→ **EXERCISE BRIEF**: Print every record below exactly as it stands.

RECORDS SHOWN Block Start

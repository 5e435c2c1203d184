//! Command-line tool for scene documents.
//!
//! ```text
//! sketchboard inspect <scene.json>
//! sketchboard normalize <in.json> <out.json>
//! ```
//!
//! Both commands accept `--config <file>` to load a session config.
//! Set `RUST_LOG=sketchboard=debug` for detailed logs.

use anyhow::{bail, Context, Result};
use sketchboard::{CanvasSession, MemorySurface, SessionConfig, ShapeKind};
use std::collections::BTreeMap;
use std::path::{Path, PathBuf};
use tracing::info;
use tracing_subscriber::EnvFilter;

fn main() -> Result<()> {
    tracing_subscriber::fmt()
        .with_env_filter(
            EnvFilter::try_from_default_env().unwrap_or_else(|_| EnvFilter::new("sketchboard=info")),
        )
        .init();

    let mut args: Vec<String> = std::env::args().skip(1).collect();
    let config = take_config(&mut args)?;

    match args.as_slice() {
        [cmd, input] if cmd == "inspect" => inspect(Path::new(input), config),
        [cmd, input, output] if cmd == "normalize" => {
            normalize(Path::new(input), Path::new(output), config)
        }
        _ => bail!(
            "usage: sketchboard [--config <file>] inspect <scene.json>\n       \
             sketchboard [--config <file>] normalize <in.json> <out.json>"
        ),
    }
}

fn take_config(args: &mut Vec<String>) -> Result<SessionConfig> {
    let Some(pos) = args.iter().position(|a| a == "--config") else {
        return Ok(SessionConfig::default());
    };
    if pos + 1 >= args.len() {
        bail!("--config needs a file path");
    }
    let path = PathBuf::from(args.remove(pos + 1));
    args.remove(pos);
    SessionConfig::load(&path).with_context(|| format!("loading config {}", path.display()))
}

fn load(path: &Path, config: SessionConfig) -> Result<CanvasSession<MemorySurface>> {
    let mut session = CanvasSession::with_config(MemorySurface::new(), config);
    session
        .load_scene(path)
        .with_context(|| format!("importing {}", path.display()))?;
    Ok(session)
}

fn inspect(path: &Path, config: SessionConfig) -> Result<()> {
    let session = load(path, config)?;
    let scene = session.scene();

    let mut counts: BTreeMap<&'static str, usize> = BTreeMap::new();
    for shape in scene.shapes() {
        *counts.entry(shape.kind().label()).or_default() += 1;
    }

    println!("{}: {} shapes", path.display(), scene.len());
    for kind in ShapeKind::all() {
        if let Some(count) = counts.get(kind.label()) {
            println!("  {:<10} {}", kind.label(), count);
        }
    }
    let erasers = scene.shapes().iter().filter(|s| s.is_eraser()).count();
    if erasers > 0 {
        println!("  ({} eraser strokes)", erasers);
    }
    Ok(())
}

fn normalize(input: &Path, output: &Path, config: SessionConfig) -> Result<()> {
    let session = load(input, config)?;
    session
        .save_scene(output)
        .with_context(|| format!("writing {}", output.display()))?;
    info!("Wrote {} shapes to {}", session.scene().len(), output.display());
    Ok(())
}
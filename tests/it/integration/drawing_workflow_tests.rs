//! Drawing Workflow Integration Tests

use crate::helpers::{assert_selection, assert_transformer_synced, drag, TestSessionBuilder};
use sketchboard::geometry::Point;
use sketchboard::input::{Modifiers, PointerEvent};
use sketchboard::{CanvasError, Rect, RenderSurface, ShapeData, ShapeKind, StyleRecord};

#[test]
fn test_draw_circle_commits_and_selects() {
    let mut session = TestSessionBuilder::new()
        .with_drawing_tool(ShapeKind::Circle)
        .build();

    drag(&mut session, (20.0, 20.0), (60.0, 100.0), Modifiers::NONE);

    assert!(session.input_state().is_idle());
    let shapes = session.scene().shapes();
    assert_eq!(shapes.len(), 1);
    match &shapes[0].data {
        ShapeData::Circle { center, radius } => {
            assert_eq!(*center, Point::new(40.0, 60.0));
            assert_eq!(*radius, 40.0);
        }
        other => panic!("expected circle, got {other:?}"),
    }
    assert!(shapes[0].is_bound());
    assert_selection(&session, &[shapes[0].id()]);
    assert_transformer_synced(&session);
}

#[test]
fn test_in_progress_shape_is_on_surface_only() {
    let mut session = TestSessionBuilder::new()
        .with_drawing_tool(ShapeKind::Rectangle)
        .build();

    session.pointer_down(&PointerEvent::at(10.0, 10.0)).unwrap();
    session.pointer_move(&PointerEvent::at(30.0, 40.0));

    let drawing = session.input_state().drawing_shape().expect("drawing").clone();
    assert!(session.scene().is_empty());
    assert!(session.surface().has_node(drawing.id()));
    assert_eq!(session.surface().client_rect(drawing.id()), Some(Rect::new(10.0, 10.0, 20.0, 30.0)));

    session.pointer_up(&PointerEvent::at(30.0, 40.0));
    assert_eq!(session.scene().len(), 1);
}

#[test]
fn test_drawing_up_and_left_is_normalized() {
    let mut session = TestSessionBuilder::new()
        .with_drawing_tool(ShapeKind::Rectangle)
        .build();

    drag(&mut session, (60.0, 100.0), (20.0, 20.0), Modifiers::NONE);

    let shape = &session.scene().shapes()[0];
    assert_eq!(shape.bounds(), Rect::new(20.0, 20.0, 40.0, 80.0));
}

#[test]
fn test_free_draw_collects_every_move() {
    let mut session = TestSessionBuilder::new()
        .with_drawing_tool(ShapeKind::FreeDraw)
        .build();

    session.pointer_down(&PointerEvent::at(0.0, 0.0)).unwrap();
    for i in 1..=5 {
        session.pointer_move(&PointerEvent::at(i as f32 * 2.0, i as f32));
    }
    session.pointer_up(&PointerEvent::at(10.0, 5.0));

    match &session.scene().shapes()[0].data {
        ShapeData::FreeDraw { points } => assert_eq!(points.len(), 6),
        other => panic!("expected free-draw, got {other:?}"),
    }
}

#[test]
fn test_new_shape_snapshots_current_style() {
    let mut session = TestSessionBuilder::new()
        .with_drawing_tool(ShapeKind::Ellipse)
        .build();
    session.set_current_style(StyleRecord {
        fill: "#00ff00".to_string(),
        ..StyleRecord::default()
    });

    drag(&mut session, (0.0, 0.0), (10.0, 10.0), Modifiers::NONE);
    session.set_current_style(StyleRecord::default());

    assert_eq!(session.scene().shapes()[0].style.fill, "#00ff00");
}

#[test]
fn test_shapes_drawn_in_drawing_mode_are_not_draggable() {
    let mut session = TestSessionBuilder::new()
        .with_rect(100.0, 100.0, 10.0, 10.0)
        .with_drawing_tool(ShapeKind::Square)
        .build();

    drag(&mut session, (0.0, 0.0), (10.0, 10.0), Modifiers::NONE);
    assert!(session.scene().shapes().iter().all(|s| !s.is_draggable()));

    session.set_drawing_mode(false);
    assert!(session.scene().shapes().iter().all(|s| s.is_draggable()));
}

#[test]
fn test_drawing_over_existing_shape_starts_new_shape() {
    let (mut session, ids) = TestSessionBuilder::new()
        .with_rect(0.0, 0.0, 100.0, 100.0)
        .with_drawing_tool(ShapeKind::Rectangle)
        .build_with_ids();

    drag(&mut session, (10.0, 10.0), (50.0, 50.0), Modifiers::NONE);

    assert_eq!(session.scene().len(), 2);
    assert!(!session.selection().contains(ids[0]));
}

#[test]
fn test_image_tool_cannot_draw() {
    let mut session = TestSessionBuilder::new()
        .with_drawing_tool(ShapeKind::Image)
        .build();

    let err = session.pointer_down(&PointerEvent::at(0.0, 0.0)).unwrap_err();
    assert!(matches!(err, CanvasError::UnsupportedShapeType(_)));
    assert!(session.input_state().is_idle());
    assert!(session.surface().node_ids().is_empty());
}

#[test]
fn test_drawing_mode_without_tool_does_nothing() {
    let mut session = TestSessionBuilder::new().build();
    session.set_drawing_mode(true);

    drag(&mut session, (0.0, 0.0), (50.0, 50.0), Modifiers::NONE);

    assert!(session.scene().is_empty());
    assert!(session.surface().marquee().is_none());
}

RECORDS SHOWN Block End

→ **RESULT FOR THIS EXERCISE**:
repository 5e435c2c1203d184
//! Command-line tool for scene documents.
//!
//! ```text
//! sketchboard inspect <scene.json>
//! sketchboard normalize <in.json> <out.json>
//! ```
//!
//! Both commands accept `--config <file>` to load a session config.
//! Set `RUST_LOG=sketchboard=debug` for detailed logs.

use anyhow::{bail, Context, Result};
use sketchboard::{CanvasSession, MemorySurface, SessionConfig, ShapeKind};
use std::collections::BTreeMap;
use std::path::{Path, PathBuf};
use tracing::info;
use tracing_subscriber::EnvFilter;

fn main() -> Result<()> {
    tracing_subscriber::fmt()
        .with_env_filter(
            EnvFilter::try_from_default_env().unwrap_or_else(|_| EnvFilter::new("sketchboard=info")),
        )
        .init();

    let mut args: Vec<String> = std::env::args().skip(1).collect();
    let config = take_config(&mut args)?;

    match args.as_slice() {
        [cmd, input] if cmd == "inspect" => inspect(Path::new(input), config),
        [cmd, input, output] if cmd == "normalize" => {
            normalize(Path::new(input), Path::new(output), config)
        }
        _ => bail!(
            "usage: sketchboard [--config <file>] inspect <scene.json>\n       \
             sketchboard [--config <file>] normalize <in.json> <out.json>"
        ),
    }
}

fn take_config(args: &mut Vec<String>) -> Result<SessionConfig> {
    let Some(pos) = args.iter().position(|a| a == "--config") else {
        return Ok(SessionConfig::default());
    };
    if pos + 1 >= args.len() {
        bail!("--config needs a file path");
    }
    let path = PathBuf::from(args.remove(pos + 1));
    args.remove(pos);
    SessionConfig::load(&path).with_context(|| format!("loading config {}", path.display()))
}

fn load(path: &Path, config: SessionConfig) -> Result<CanvasSession<MemorySurface>> {
    let mut session = CanvasSession::with_config(MemorySurface::new(), config);
    session
        .load_scene(path)
        .with_context(|| format!("importing {}", path.display()))?;
    Ok(session)
}

fn inspect(path: &Path, config: SessionConfig) -> Result<()> {
    let session = load(path, config)?;
    let scene = session.scene();

    let mut counts: BTreeMap<&'static str, usize> = BTreeMap::new();
    for shape in scene.shapes() {
        *counts.entry(shape.kind().label()).or_default() += 1;
    }

    println!("{}: {} shapes", path.display(), scene.len());
    for kind in ShapeKind::all() {
        if let Some(count) = counts.get(kind.label()) {
            println!("  {:<10} {}", kind.label(), count);
        }
    }
    let erasers = scene.shapes().iter().filter(|s| s.is_eraser()).count();
    if erasers > 0 {
        println!("  ({} eraser strokes)", erasers);
    }
    Ok(())
}

fn normalize(input: &Path, output: &Path, config: SessionConfig) -> Result<()> {
    let session = load(input, config)?;
    session
        .save_scene(output)
        .with_context(|| format!("writing {}", output.display()))?;
    info!("Wrote {} shapes to {}", session.scene().len(), output.display());
    Ok(())
}
filename tests/it/integration/drawing_workflow_tests.rs
//! Drawing Workflow Integration Tests

use crate::helpers::{assert_selection, assert_transformer_synced, drag, TestSessionBuilder};
use sketchboard::geometry::Point;
use sketchboard::input::{Modifiers, PointerEvent};
use sketchboard::{CanvasError, Rect, RenderSurface, ShapeData, ShapeKind, StyleRecord};

#[test]
fn test_draw_circle_commits_and_selects() {
    let mut session = TestSessionBuilder::new()
        .with_drawing_tool(ShapeKind::Circle)
        .build();

    drag(&mut session, (20.0, 20.0), (60.0, 100.0), Modifiers::NONE);

    assert!(session.input_state().is_idle());
    let shapes = session.scene().shapes();
    assert_eq!(shapes.len(), 1);
    match &shapes[0].data {
        ShapeData::Circle { center, radius } => {
            assert_eq!(*center, Point::new(40.0, 60.0));
            assert_eq!(*radius, 40.0);
        }
        other => panic!("expected circle, got {other:?}"),
    }
    assert!(shapes[0].is_bound());
    assert_selection(&session, &[shapes[0].id()]);
    assert_transformer_synced(&session);
}

#[test]
fn test_in_progress_shape_is_on_surface_only() {
    let mut session = TestSessionBuilder::new()
        .with_drawing_tool(ShapeKind::Rectangle)
        .build();

    session.pointer_down(&PointerEvent::at(10.0, 10.0)).unwrap();
    session.pointer_move(&PointerEvent::at(30.0, 40.0));

    let drawing = session.input_state().drawing_shape().expect("drawing").clone();
    assert!(session.scene().is_empty());
    assert!(session.surface().has_node(drawing.id()));
    assert_eq!(session.surface().client_rect(drawing.id()), Some(Rect::new(10.0, 10.0, 20.0, 30.0)));

    session.pointer_up(&PointerEvent::at(30.0, 40.0));
    assert_eq!(session.scene().len(), 1);
}

#[test]
fn test_drawing_up_and_left_is_normalized() {
    let mut session = TestSessionBuilder::new()
        .with_drawing_tool(ShapeKind::Rectangle)
        .build();

    drag(&mut session, (60.0, 100.0), (20.0, 20.0), Modifiers::NONE);

    let shape = &session.scene().shapes()[0];
    assert_eq!(shape.bounds(), Rect::new(20.0, 20.0, 40.0, 80.0));
}

#[test]
fn test_free_draw_collects_every_move() {
    let mut session = TestSessionBuilder::new()
        .with_drawing_tool(ShapeKind::FreeDraw)
        .build();

    session.pointer_down(&PointerEvent::at(0.0, 0.0)).unwrap();
    for i in 1..=5 {
        session.pointer_move(&PointerEvent::at(i as f32 * 2.0, i as f32));
    }
    session.pointer_up(&PointerEvent::at(10.0, 5.0));

    match &session.scene().shapes()[0].data {
        ShapeData::FreeDraw { points } => assert_eq!(points.len(), 6),
        other => panic!("expected free-draw, got {other:?}"),
    }
}

#[test]
fn test_new_shape_snapshots_current_style() {
    let mut session = TestSessionBuilder::new()
        .with_drawing_tool(ShapeKind::Ellipse)
        .build();
    session.set_current_style(StyleRecord {
        fill: "#00ff00".to_string(),
        ..StyleRecord::default()
    });

    drag(&mut session, (0.0, 0.0), (10.0, 10.0), Modifiers::NONE);
    session.set_current_style(StyleRecord::default());

    assert_eq!(session.scene().shapes()[0].style.fill, "#00ff00");
}

#[test]
fn test_shapes_drawn_in_drawing_mode_are_not_draggable() {
    let mut session = TestSessionBuilder::new()
        .with_rect(100.0, 100.0, 10.0, 10.0)
        .with_drawing_tool(ShapeKind::Square)
        .build();

    drag(&mut session, (0.0, 0.0), (10.0, 10.0), Modifiers::NONE);
    assert!(session.scene().shapes().iter().all(|s| !s.is_draggable()));

    session.set_drawing_mode(false);
    assert!(session.scene().shapes().iter().all(|s| s.is_draggable()));
}

#[test]
fn test_drawing_over_existing_shape_starts_new_shape() {
    let (mut session, ids) = TestSessionBuilder::new()
        .with_rect(0.0, 0.0, 100.0, 100.0)
        .with_drawing_tool(ShapeKind::Rectangle)
        .build_with_ids();

    drag(&mut session, (10.0, 10.0), (50.0, 50.0), Modifiers::NONE);

    assert_eq!(session.scene().len(), 2);
    assert!(!session.selection().contains(ids[0]));
}

#[test]
fn test_image_tool_cannot_draw() {
    let mut session = TestSessionBuilder::new()
        .with_drawing_tool(ShapeKind::Image)
        .build();

    let err = session.pointer_down(&PointerEvent::at(0.0, 0.0)).unwrap_err();
    assert!(matches!(err, CanvasError::UnsupportedShapeType(_)));
    assert!(session.input_state().is_idle());
    assert!(session.surface().node_ids().is_empty());
}

#[test]
fn test_drawing_mode_without_tool_does_nothing() {
    let mut session = TestSessionBuilder::new().build();
    session.set_drawing_mode(true);

    drag(&mut session, (0.0, 0.0), (50.0, 50.0), Modifiers::NONE);

    assert!(session.scene().is_empty());
    assert!(session.surface().marquee().is_none());
}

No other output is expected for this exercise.